### Exercise
Transcribe word for word the lines below from the line with "fn create_texture(&mut self, label: &str, levels: &[MipLevel])" through the line with "projection times view.", ends included.

### Supplied entries
"""

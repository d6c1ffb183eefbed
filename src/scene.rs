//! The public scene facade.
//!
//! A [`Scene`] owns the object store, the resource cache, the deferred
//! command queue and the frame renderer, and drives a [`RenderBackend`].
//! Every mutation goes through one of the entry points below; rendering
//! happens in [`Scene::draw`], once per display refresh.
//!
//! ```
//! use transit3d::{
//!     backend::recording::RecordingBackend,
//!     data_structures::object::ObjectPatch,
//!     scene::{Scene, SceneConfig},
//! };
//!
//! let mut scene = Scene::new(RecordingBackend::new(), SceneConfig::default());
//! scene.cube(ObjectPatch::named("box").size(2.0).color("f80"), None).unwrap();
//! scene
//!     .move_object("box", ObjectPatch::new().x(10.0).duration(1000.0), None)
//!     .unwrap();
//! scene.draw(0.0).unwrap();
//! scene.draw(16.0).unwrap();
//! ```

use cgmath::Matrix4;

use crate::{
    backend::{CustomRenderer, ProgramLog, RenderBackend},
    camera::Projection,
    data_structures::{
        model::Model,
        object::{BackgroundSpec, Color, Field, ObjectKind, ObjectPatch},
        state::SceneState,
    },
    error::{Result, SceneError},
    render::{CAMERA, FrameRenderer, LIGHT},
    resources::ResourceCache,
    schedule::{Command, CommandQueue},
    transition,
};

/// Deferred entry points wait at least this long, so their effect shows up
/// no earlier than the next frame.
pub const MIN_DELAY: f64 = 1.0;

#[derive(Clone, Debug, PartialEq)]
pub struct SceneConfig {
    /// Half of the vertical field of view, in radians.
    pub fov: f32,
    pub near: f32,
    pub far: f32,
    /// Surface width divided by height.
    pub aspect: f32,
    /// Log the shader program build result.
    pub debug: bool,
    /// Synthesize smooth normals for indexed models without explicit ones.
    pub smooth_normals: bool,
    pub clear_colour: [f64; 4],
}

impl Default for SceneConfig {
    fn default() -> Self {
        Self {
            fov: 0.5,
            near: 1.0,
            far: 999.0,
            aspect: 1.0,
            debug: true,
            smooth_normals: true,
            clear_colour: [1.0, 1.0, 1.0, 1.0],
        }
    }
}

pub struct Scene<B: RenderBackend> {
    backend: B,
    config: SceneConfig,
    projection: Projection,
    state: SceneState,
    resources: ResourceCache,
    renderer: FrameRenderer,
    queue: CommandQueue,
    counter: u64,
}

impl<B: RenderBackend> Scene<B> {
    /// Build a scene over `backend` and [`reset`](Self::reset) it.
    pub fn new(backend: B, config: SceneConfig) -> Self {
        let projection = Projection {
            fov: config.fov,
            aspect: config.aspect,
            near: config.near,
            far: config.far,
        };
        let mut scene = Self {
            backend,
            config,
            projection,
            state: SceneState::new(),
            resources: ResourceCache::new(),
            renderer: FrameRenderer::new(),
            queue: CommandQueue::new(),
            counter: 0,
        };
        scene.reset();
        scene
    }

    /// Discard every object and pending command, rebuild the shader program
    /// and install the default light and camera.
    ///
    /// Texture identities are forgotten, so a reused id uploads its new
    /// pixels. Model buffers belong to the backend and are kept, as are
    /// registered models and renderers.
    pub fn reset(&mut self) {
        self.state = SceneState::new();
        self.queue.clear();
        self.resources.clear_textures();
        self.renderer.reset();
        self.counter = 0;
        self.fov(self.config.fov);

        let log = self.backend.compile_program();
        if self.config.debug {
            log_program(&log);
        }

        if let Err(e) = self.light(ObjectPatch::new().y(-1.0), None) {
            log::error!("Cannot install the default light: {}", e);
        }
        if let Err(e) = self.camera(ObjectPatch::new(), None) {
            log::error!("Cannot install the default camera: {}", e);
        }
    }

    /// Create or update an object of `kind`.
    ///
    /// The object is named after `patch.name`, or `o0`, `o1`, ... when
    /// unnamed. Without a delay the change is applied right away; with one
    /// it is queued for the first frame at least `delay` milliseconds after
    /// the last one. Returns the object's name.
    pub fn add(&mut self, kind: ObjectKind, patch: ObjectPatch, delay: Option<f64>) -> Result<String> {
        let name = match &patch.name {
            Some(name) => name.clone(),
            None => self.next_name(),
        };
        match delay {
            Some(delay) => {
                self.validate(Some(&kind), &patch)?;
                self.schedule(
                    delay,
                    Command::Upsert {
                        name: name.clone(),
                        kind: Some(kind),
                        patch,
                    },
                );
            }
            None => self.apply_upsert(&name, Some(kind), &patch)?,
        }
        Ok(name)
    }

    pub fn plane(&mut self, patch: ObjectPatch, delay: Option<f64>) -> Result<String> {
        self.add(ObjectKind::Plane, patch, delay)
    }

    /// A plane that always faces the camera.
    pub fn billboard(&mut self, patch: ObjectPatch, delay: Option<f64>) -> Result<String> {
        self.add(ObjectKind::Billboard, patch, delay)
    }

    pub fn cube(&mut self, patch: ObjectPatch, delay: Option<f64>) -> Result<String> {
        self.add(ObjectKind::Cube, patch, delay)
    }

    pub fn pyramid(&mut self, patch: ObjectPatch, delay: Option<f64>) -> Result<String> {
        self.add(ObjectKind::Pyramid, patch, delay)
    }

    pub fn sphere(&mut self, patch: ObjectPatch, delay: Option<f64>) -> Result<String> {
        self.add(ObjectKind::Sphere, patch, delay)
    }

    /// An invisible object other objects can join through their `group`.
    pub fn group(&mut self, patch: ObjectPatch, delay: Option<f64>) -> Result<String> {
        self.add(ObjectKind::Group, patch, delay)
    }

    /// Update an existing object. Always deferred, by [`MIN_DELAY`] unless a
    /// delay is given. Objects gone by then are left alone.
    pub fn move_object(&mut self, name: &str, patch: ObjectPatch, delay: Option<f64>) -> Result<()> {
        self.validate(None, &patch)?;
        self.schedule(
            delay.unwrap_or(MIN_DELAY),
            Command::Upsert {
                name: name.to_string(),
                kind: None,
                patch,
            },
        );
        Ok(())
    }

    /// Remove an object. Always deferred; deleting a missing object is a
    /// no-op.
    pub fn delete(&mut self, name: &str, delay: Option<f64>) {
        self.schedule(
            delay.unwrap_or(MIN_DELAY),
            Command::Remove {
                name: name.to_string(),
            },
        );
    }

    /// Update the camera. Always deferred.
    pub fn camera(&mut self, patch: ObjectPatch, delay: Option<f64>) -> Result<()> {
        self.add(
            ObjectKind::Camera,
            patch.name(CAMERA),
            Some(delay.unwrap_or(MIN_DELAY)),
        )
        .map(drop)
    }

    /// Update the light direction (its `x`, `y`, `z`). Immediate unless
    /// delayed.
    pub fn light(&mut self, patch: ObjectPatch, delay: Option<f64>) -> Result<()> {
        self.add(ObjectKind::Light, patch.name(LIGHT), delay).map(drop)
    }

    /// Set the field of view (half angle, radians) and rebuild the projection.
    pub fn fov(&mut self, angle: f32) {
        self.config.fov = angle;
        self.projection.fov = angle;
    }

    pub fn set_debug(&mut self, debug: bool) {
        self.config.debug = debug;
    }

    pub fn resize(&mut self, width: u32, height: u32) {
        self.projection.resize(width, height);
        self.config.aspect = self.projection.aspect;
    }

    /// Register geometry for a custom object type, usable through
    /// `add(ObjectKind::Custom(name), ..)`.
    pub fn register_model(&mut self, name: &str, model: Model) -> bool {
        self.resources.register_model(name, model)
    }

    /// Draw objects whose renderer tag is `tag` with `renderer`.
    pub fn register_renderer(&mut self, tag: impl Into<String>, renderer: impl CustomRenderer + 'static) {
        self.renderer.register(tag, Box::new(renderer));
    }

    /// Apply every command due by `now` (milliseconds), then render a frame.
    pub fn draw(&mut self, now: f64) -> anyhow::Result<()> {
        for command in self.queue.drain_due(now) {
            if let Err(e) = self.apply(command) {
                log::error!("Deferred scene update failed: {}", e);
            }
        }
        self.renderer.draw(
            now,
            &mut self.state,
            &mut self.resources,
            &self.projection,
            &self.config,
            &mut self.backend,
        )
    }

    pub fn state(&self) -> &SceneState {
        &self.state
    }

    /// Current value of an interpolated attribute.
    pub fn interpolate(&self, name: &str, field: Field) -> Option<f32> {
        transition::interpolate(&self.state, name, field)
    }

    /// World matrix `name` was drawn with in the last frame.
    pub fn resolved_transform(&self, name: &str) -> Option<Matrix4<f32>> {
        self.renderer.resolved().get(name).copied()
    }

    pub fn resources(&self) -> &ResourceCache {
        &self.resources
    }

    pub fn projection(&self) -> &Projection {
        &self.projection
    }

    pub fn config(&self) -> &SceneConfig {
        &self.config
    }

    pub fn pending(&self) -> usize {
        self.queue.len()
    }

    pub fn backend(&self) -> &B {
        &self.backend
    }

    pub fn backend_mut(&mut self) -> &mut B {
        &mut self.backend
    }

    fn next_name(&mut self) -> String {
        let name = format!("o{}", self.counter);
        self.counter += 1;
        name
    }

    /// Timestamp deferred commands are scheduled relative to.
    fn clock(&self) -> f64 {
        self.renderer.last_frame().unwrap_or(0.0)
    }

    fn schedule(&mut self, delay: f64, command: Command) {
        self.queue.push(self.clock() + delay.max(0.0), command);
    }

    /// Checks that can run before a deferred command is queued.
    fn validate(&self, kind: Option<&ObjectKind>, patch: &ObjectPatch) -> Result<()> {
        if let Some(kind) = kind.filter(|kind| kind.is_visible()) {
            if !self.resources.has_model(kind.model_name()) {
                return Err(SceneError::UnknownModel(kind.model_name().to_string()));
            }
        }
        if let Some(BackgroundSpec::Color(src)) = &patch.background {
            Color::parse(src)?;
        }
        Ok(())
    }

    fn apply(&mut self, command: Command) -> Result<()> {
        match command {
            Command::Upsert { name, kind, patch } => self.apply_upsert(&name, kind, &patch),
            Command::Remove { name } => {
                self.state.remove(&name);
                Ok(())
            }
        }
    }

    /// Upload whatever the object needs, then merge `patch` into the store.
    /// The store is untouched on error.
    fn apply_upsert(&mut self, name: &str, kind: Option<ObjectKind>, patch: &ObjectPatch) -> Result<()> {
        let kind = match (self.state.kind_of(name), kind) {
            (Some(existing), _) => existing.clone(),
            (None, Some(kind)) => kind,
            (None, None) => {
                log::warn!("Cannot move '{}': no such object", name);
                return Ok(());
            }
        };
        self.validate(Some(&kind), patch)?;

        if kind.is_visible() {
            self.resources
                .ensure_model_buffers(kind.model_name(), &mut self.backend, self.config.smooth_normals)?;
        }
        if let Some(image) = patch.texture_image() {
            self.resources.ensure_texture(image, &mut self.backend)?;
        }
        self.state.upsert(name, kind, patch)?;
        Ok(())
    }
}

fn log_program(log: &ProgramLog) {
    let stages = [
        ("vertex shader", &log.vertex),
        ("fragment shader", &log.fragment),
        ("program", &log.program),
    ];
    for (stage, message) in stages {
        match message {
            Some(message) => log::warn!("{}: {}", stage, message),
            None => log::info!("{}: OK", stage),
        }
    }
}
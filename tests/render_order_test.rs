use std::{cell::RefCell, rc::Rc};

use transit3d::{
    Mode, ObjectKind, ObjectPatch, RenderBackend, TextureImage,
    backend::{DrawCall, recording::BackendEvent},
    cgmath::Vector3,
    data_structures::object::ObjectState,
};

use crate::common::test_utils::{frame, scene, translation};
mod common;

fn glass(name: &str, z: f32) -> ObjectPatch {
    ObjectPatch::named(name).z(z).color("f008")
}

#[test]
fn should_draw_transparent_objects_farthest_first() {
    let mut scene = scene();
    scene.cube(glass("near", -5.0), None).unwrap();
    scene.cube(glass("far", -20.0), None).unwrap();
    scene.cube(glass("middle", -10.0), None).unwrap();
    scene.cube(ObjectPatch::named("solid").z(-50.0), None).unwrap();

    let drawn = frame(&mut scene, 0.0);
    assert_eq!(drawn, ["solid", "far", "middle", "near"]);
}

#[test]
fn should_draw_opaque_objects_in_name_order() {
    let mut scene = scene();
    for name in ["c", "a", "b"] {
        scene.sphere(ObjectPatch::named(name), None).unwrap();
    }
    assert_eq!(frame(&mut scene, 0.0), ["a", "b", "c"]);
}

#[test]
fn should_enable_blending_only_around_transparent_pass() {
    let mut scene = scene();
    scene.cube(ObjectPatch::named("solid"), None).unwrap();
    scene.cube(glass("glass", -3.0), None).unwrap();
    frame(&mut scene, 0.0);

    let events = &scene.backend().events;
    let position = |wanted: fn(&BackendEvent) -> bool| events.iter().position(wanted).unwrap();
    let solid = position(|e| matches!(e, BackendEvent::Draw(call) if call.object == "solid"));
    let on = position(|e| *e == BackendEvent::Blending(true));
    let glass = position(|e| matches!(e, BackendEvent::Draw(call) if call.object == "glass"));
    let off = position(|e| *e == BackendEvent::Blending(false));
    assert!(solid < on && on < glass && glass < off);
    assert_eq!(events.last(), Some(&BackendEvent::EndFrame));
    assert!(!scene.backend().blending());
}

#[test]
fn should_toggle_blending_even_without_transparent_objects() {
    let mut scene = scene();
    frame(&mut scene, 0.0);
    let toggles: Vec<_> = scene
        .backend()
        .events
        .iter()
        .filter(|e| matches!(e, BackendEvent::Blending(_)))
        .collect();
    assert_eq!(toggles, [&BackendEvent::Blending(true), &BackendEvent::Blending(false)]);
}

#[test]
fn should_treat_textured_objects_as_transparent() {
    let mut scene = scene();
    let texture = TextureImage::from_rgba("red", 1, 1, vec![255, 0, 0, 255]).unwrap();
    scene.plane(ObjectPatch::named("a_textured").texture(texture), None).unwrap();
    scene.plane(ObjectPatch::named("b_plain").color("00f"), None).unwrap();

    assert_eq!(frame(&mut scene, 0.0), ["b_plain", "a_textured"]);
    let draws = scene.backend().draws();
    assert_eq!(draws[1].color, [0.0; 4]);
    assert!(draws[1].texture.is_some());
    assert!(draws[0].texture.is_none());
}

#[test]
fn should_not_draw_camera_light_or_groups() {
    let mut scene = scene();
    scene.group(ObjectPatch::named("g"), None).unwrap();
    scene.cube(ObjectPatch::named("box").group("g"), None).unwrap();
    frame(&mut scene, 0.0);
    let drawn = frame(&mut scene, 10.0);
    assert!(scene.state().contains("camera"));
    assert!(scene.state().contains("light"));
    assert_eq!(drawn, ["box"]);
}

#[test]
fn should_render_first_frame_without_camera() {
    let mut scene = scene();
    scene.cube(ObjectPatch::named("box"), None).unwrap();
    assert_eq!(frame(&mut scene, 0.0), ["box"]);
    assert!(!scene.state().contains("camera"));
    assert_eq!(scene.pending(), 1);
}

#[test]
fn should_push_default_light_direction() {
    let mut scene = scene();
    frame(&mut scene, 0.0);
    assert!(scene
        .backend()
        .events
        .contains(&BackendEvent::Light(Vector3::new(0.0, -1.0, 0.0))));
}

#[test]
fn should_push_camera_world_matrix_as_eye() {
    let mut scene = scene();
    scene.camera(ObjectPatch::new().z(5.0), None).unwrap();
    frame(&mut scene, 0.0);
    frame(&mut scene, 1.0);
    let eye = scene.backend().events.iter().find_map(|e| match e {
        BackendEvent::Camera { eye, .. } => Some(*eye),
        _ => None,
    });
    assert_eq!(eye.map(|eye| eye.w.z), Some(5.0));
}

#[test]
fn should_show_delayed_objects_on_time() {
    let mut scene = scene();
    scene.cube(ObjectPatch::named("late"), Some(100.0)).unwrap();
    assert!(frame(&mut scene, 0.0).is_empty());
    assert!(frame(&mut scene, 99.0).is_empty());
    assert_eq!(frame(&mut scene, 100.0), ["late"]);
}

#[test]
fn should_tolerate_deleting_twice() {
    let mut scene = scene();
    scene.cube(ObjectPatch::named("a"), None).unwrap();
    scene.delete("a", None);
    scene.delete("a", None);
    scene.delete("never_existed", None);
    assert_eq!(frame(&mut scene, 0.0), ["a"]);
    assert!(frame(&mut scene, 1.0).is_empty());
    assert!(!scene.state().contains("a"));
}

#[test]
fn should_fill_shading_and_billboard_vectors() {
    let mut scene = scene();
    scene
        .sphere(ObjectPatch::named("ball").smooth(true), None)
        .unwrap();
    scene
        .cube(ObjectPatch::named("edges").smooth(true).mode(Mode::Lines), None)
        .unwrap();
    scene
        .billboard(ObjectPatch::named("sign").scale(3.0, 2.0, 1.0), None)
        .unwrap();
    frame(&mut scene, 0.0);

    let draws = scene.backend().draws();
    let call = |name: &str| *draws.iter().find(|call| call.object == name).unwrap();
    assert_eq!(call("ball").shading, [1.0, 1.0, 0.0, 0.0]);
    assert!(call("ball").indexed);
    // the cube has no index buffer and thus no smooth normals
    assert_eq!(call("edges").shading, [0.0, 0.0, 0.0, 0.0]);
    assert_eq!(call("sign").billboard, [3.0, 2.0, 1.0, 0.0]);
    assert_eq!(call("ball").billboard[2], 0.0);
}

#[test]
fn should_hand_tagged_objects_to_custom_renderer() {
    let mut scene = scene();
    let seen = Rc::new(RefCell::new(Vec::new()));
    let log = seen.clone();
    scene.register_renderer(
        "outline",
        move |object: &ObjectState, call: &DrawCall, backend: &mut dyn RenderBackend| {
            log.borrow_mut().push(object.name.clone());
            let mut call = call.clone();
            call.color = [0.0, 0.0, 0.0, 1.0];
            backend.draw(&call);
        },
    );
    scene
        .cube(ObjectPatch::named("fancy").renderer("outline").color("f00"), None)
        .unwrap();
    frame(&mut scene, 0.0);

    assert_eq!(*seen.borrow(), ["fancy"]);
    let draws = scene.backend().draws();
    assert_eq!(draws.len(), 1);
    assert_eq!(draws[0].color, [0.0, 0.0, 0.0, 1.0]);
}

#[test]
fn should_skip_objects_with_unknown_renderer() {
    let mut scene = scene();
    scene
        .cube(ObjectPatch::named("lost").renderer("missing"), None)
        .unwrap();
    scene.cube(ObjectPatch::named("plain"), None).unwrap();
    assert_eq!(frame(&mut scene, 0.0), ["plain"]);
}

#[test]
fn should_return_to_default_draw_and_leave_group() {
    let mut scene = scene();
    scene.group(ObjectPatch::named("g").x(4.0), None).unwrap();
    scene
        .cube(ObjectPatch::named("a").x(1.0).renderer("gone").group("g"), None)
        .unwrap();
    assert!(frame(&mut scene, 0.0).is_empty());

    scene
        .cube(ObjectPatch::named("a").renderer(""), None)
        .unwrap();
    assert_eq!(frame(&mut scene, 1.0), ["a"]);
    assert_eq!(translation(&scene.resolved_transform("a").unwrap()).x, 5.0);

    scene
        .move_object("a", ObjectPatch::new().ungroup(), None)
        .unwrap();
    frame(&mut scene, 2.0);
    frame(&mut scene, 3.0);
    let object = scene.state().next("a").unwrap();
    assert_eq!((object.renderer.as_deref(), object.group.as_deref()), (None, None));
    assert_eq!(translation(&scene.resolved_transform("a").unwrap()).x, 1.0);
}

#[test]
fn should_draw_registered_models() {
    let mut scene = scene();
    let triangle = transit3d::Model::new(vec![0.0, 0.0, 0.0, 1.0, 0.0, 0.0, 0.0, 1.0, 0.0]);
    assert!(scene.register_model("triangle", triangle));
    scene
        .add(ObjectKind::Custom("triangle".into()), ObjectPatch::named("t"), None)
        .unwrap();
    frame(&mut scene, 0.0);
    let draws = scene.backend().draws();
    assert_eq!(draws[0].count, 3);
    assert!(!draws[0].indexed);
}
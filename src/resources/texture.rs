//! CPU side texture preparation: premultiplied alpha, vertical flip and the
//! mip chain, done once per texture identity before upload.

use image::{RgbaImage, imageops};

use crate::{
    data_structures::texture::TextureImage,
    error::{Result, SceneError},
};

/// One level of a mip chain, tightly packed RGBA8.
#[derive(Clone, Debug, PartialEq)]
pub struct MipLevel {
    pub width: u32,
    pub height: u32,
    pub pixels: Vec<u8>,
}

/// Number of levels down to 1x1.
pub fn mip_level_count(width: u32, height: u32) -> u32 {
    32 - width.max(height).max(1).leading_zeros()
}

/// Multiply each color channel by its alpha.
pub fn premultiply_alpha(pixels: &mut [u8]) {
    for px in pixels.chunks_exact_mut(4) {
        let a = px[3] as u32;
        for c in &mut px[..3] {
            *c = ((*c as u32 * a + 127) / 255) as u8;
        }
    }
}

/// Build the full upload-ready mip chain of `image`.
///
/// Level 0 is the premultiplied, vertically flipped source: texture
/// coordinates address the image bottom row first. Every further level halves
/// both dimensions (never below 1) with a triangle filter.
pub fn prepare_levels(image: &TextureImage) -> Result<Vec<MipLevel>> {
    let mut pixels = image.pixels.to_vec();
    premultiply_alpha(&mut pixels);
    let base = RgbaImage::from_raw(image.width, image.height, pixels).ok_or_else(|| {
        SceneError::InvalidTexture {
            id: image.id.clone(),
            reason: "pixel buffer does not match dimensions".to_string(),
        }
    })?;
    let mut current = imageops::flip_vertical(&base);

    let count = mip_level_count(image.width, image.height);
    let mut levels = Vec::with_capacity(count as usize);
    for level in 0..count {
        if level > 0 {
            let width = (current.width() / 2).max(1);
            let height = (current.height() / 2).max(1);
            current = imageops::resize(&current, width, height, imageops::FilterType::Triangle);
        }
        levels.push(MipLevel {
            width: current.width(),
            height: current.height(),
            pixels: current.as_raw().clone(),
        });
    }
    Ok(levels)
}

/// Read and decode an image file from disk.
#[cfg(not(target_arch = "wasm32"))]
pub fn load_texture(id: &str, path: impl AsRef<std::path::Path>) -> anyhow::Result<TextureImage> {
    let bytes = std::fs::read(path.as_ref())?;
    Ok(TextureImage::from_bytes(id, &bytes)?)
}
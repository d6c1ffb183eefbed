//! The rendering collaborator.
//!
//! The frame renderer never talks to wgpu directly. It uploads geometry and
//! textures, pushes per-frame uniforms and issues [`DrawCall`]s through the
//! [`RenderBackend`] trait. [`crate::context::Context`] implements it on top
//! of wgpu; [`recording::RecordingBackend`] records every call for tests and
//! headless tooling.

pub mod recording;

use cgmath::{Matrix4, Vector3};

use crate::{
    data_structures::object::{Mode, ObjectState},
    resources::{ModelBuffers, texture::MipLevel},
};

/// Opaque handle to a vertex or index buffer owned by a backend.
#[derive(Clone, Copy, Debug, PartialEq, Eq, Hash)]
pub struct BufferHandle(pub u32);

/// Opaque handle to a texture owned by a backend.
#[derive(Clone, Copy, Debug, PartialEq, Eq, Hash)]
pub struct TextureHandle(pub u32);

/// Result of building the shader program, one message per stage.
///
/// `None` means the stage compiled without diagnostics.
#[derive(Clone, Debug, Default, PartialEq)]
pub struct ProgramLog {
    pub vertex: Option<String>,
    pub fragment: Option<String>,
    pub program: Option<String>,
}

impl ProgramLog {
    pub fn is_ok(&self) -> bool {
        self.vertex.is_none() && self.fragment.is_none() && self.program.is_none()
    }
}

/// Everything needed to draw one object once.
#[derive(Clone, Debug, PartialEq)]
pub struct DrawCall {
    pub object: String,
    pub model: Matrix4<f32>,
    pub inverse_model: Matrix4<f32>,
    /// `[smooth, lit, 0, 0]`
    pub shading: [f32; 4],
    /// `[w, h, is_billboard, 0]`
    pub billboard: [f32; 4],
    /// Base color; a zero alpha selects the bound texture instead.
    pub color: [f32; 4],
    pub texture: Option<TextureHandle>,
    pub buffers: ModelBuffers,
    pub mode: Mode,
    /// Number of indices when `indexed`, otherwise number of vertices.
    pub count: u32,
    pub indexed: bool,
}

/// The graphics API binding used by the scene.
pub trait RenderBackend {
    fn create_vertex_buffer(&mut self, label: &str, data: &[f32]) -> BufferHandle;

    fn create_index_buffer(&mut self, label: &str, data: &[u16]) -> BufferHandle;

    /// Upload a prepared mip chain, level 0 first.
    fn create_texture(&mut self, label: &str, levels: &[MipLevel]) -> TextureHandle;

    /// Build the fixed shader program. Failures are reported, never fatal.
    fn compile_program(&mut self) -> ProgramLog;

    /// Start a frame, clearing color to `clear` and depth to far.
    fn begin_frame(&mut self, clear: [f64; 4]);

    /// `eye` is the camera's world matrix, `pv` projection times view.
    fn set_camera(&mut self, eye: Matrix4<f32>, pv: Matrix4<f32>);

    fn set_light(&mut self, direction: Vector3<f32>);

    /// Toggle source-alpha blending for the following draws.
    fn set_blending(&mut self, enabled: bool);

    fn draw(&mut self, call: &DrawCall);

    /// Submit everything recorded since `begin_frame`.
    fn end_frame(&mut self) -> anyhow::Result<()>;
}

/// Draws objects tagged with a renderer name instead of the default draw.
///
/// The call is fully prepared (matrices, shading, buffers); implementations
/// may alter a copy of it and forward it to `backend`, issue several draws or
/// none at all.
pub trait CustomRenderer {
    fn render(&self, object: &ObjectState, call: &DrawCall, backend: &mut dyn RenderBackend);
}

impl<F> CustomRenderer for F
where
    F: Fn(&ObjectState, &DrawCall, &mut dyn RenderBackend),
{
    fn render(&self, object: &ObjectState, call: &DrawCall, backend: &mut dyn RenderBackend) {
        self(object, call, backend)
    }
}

"""

### Written response
    fn create_texture(&mut self, label: &str, levels: &[MipLevel]) -> TextureHandle;

    /// Build the fixed shader program. Failures are reported, never fatal.
    fn compile_program(&mut self) -> ProgramLog;

    /// Start a frame, clearing color to `clear` and depth to far.
    fn begin_frame(&mut self, clear: [f64; 4]);

    /// `eye` is the camera's world matrix, `pv` projection times view.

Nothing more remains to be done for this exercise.